On Thursday, the last day of the class I was teaching, my customer wanted to work through a "real world" scenario to make sure they understood everything they learned in the class, since they'll have to do it in real life.

Normally I use a missile example when I do a workshop. A missile has been fired at a friendly ship, and the missile on the friendly ship has to intercept and destroy it before it hits. However, given the current climate here, where the locals aren't feeling too friendly towards the US because of all of the stuff going on, especially with Israel (full disclosure - I'm on their side), I decided it was best to make up a scenario.

Also, the scenario had to be entertaining. These guys lose focus quicker than a 4 year old with ADD. So I came up with this: we were from a country called Kanukistan, going to an island called Arlandia that, because of a scientist's experiment gone wrong, had recently been taken over by zombies. Worse, a few of the zombies stole a navy boat that had a missile. We had to destroy the zombies to get to the island and save the scientist.


While a few of the officers seemed vaguely interested in my scenario, one of them said "who cares about the scientist? why should we rescue him?" Everyone in the class agreed. Granted, this was after 4 days of intense 10 hour training days. The last day is always the worst because everyone is tired.

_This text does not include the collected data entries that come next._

//! HTTP-backed [`Connector`] and [`Runner`] for Elasticsearch clusters.

use std::io::Write;
use std::sync::Arc;
use std::time::Duration;

use anyhow::{Context, anyhow};
use async_trait::async_trait;
use escli_config::Config;
use futures_util::StreamExt;
use reqwest::header::{ACCEPT, HeaderMap, HeaderValue};
use reqwest::{Client, Url};
use serde::Deserialize;
use tracing::debug;
use uuid::Uuid;

use crate::executor::{ClusterInfo, Connector, Runner};

const HEADER_REQUEST_ID: &str = "x-request-id";
const GITHUB_JSON: &str = "application/vnd.github+json";

/// Default per-request timeout in seconds.
pub const DEFAULT_TIMEOUT_SECS: u64 = 10;

/// Release metadata consulted by `update` unless overridden.
pub const DEFAULT_RELEASE_URL: &str =
    "https://api.github.com/repos/DevopsArtFactory/escli/releases/latest";

/// Version of this build, compared against the latest release.
pub const CURRENT_VERSION: &str = env!("CARGO_PKG_VERSION");

/// Transport settings shared by every request of one invocation.
#[derive(Debug, Clone)]
pub struct ConnectOptions {
    /// Per-request timeout.
    pub timeout: Duration,
    /// Endpoint returning the latest release as JSON.
    pub release_url: Url,
    /// Value sent in the `x-request-id` header.
    pub request_id: String,
}

impl ConnectOptions {
    /// Options with a fresh request identifier.
    #[must_use]
    pub fn new(timeout: Duration, release_url: Url) -> Self {
        Self {
            timeout,
            release_url,
            request_id: Uuid::new_v4().to_string(),
        }
    }
}

/// Connects to the cluster named by the configuration over HTTP.
#[derive(Debug, Clone)]
pub struct HttpConnector {
    options: ConnectOptions,
}

impl HttpConnector {
    /// Connector using `options` for every runner it builds.
    #[must_use]
    pub const fn new(options: ConnectOptions) -> Self {
        Self { options }
    }

    fn client(&self) -> anyhow::Result<Client> {
        let mut default_headers = HeaderMap::new();
        let request_id = HeaderValue::from_str(&self.options.request_id)
            .map_err(|_| anyhow!("request identifier contains invalid characters"))?;
        default_headers.insert(HEADER_REQUEST_ID, request_id);

        Client::builder()
            .timeout(self.options.timeout)
            .default_headers(default_headers)
            .user_agent(format!("escli/{CURRENT_VERSION}"))
            .build()
            .context("failed to build HTTP client")
    }
}

#[derive(Debug, Deserialize)]
struct Handshake {
    cluster_name: String,
    version: HandshakeVersion,
}

#[derive(Debug, Deserialize)]
struct HandshakeVersion {
    number: String,
}

#[async_trait]
impl Connector for HttpConnector {
    async fn connect(&self, config: &Config) -> anyhow::Result<Arc<dyn Runner>> {
        let base = base_url(config.endpoint()?);
        let client = self.client()?;

        debug!(endpoint = %base, request_id = %self.options.request_id, "connecting");
        let response = client
            .get(base.clone())
            .send()
            .await
            .with_context(|| format!("request to {base} failed"))?;
        let handshake: Handshake = ensure_success(response)
            .await?
            .json()
            .await
            .context("cluster handshake returned an unexpected body")?;

        Ok(Arc::new(ClusterRunner {
            client,
            base,
            release_url: self.options.release_url.clone(),
            cluster: ClusterInfo {
                name: handshake.cluster_name,
                version: handshake.version.number,
            },
        }))
    }
}

/// Runner issuing `_cat` queries against one cluster.
#[derive(Debug)]
pub struct ClusterRunner {
    client: Client,
    base: Url,
    release_url: Url,
    cluster: ClusterInfo,
}

impl ClusterRunner {
    async fn cat(&self, api: &str, out: &mut (dyn Write + Send)) -> anyhow::Result<()> {
        let url = self
            .base
            .join(&format!("_cat/{api}?v=true"))
            .with_context(|| format!("invalid _cat path for {api}"))?;
        let response = self
            .client
            .get(url)
            .send()
            .await
            .with_context(|| format!("_cat/{api} request failed"))?;
        let response = ensure_success(response).await?;

        let mut stream = response.bytes_stream();
        while let Some(chunk) = stream.next().await {
            let chunk = chunk.with_context(|| format!("failed to read _cat/{api} response"))?;
            out.write_all(&chunk)?;
        }
        out.flush()?;
        Ok(())
    }
}

#[derive(Debug, Deserialize)]
struct Release {
    tag_name: String,
    #[serde(default)]
    html_url: Option<String>,
}

#[async_trait]
impl Runner for ClusterRunner {
    fn cluster(&self) -> &ClusterInfo {
        &self.cluster
    }

    async fn cat_indices(&self, out: &mut (dyn Write + Send)) -> anyhow::Result<()> {
        self.cat("indices", out).await
    }

    async fn cat_nodes(&self, out: &mut (dyn Write + Send)) -> anyhow::Result<()> {
        self.cat("nodes", out).await
    }

    async fn cat_health(&self, out: &mut (dyn Write + Send)) -> anyhow::Result<()> {
        self.cat("health", out).await
    }

    async fn update(&self, out: &mut (dyn Write + Send)) -> anyhow::Result<()> {
        let response = self
            .client
            .get(self.release_url.clone())
            .header(ACCEPT, GITHUB_JSON)
            .send()
            .await
            .context("release check failed")?;
        let release: Release = ensure_success(response)
            .await?
            .json()
            .await
            .context("release metadata was not recognised")?;

        debug!(latest = %release.tag_name, current = CURRENT_VERSION, "release check");
        if is_newer(&release.tag_name, CURRENT_VERSION) {
            let latest = &release.tag_name;
            writeln!(out, "a newer escli release is available: {latest}")?;
            if let Some(url) = release.html_url {
                writeln!(out, "download: {url}")?;
            }
        } else {
            writeln!(out, "escli v{CURRENT_VERSION} is up to date")?;
        }
        Ok(())
    }

    /// Nothing is held beyond the HTTP client; its connection pool is freed
    /// when the factory drops this runner.
    async fn close(&self) {
        debug!(cluster = %self.cluster.name, "releasing cluster session");
    }
}

fn base_url(mut url: Url) -> Url {
    if !url.path().ends_with('/') {
        let path = format!("{}/", url.path());
        url.set_path(&path);
    }
    url
}

#[derive(Debug, Deserialize)]
struct ErrorBody {
    error: ErrorDetail,
}

#[derive(Debug, Deserialize)]
#[serde(untagged)]
enum ErrorDetail {
    Structured {
        #[serde(rename = "type")]
        kind: String,
        reason: String,
    },
    Plain(String),
}

async fn ensure_success(response: reqwest::Response) -> anyhow::Result<reqwest::Response> {
    let status = response.status();
    if status.is_success() {
        return Ok(response);
    }
    let bytes = response.bytes().await.unwrap_or_default();
    let message = match serde_json::from_slice::<ErrorBody>(&bytes) {
        Ok(ErrorBody {
            error: ErrorDetail::Structured { kind, reason },
        }) => format!("{kind}: {reason}"),
        Ok(ErrorBody {
            error: ErrorDetail::Plain(reason),
        }) => reason,
        Err(_) => String::from_utf8_lossy(&bytes).trim().to_string(),
    };
    if message.is_empty() {
        Err(anyhow!("request failed with status {status}"))
    } else {
        Err(anyhow!("{message} (status {status})"))
    }
}

fn version_parts(version: &str) -> Vec<u64> {
    version
        .trim()
        .trim_start_matches('v')
        .split(['.', '-', '+'])
        .map_while(|part| part.parse().ok())
        .collect()
}

fn is_newer(candidate: &str, current: &str) -> bool {
    version_parts(candidate) > version_parts(current)
}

"Well," I said. "I forgot to mention something. George Clooney is on the island. He went there on vacation." The officers were now paying attention again. "If we don't finish this exercise by 2:30, he's going to be turned into a zombie." I drew this picture, prompting one of my students to comment "it's a good thing you decided to be an engineer and not an artist".

That, for some reason, was a good reason to work on the project. For the rest of the day, until 430 actually, we worked on the exercise. Which was kind of funny because people were saying things like "would the zombies have a missile with more capabilities than ours?" At one point the photog who took our pictures came in to thank us again (and to buy us lunch again). He asked what exactly we were doing since we were talking about missiles and zombies and had the above picture taped in a prominent place on the wall over some marketing poster.

One of the officers explained we had to save George Clooney by 2:30 otherwise he would turn into a zombie and that some zombies had commandeered a ship with a missile that they were going to fire at us. The photog looked at me and said "Um, what class is this that you're teaching?"

Here's what the picture looked like after we modeled it. Notice the blood coming out of the zombies' mouths. That was added by one of the officers. I am saddened to report that we didn't say George Clooney by 230, but the exercise finally finished up by 430 and I was able to meet my customer for happy hour.

And I'm going to bet that none of those officers will forget taking a class with me.